Italy developed a plant that cleans polluted rivers by eating microplastics

In a greenhouse outside Florence, Italian botanists have engineered a plant that behaves like a natural vacuum cleaner for polluted water. It’s not just a filter — it absorbs microplastics and heavy metals through its roots, locking them inside plant tissue and purifying rivers as it grows.

The plant, called Pistia Magnifica, is a genetically enhanced version of water lettuce. Its roots are rich in lignin-modified enzymes that bind to synthetic particles like polyethylene and polystyrene — the two most common microplastics. As river water flows past, it traps these particles and draws them into its vascular system.
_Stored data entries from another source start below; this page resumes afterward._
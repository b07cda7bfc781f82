use util::session::Session;

/// Request-scoped wrapper around the caller's resolved session.
///
/// Inserted into request extensions by the auth guards so handlers can
/// take it with `Extension<AuthSession>` instead of re-resolving the
/// bearer token themselves.
#[derive(Debug, Clone)]
pub struct AuthSession(pub Session);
Lab tests show one square meter of Pistia Magnifica can remove up to 92% of microplastics from 100 liters of river water in under an hour. The absorbed waste stays inside the plant’s structure, where it can later be harvested and safely incinerated — turning pollution into usable thermal energy.

Unlike conventional cleanup systems, this green solution requires no machines, no power, and no infrastructure. It floats on the surface, grows rapidly, and multiplies naturally. Italian municipalities are now deploying it in canals, lakes, and irrigation ditches — especially near industrial zones where plastic runoff is highest.

Environmental groups are calling it a “living cleanup crew,” one that could help restore biodiversity to plastic-choked waterways worldwide. The UN is already reviewing the tech as a solution for developing nations where river pollution has become catastrophic.

Italy may have found a way to turn the world’s dirtiest water into drinkable streams — using nothing but sunlight and leaves.